Earlier you mentioned that “loony feminist” called you misogynistic, a word also applied to many other fantasy authors including Tolkien and, more recently, Joe Abercrombie. What’s your opinion concerning the accusations that the Fantasy/Science Fiction genres are so male dominated?

   Oh, give me a break. Male dominated? You’ve heard of a lass called Rowling I presume? Or what about Ursula le Guin, Andre Norton, Julian May, Katherine Kerr, Robin Hobb, and so many others I’ll pause here and rein in my sneer. Male dominated, my big hairy behind. If anything, it’s the other way round. For years fantasy has been fluffy and tiresome to a degree, and then along come people like Abercrombie and Erikson, and Morgan, and suddenly it’s male dominated? I don’t buy it. If anything, lately there’s been a redressing of an imbalance, a lean towards dark, ‘harder’ fantasy which can only be good for the genre.

   (Crap, he thinks, there I go being misogynistic again…)

So fans of the Monarchies of God have as much reason to pick up the Omnibus as newcomers?

   Well, I hope so. Especially if Solaris do their usual bang-up brilliant job on the covers. I must admit, I’m drooling at the prospect myself.

The Ten Thousand draws much inspiration from our own world history, what sort of things inspired Monarchy of Gods and The Sea Beggars?

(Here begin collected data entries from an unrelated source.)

//! Utilities for dealing with time.
//!
//! This crate is divided into two halves: [`time`] deals with converting between Unix timestamps
//! and broken-down calendar time, either in UTC or at a fixed UTC offset; [`parse`] deals with
//! parsing date time strings into Unix timestamps.
//!
//! By default, this crate supports `no_std`. If the `now` feature is enabled, the [`time`] module
//! enables a helper function to get the current time ([`time::now`]).
//!
//! See the documentation for [`time`] and [`parse`] for more details.
//!
//! # Examples
//!
//! Basic conversion from Unix time to UTC calendar time.
//! ```
//! # use time::time::Tm;
//! let date = Tm::new(1718617807).unwrap();
//!	assert_eq!(date, Tm {
//!		sec: 7,
//!		min: 50,
//!		hour: 9,
//!		day: 17,
//!		mon: 5,
//!		year: 2024,
//!		wday: 1,
//!		yday: 169,
//!		isdst: false,
//!		millis: None
//!	});
//! ```
//!
//! Conversion from Unix time to calendar time at UTC+9:30.
//! ```
//! # use time::time::{Tm, TimeSpec};
//! let date = Tm::localized(TimeSpec { sec: 1718617807, nsec: 0 }, 570, false).unwrap();
//! assert_eq!((date.hour, date.min), (19, 20));
//! ```

#![no_std]
// only enables the `doc_cfg` feature when
// the `docsrs` configuration attribute is defined
#![cfg_attr(docsrs, feature(doc_cfg))]

pub mod time;
pub mod parse;

pub use time::*;
pub use parse::*;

   The Monarchies were inspired by the voyages of Columbus and Magellan. That world, that era, fascinates me. I like the fact that with that level of technology, I could have gunpowder and cold steel co-existing, and I could buckle a few swashes whilst layering on the darknesses of religion and heresy. Only the sixteenth century is that rich, that stuffed with revolutionary new ideas and technologies. Having said that, the tactics in a lot of the Monarchies battles also owe a lot to the American Civil War, another one of my hobby-horses,

   As for the Sea Beggars, I basically wanted Fafhrd and the Grey Mouser on a ship, or something like that. But as I worked at it, all this darker stuff came seeping through, this relic of myth, and the idea of a world abandoned by God. The great thing about writing this stuff is that you can sling in whatever concept is interesting you at the time, and play with it, with a cast of thousands if needs be. No other profession provides that outlet.

Are you the type of author who pores over the Internet, searching for every last drop of Paul Kearny *coughjoeabercrombiecough*, or do you mostly avoid the hype and media?

   Nope. Couldn’t give a monkey’s bottom. I have a website, but I was basically bullied into setting it up by a few friends. I don’t go to conventions as a rule, and I’m not really up to date with who’s writing what or being published by whom. I just write the damn things – as far as I’m concerned the rest is up to the publisher…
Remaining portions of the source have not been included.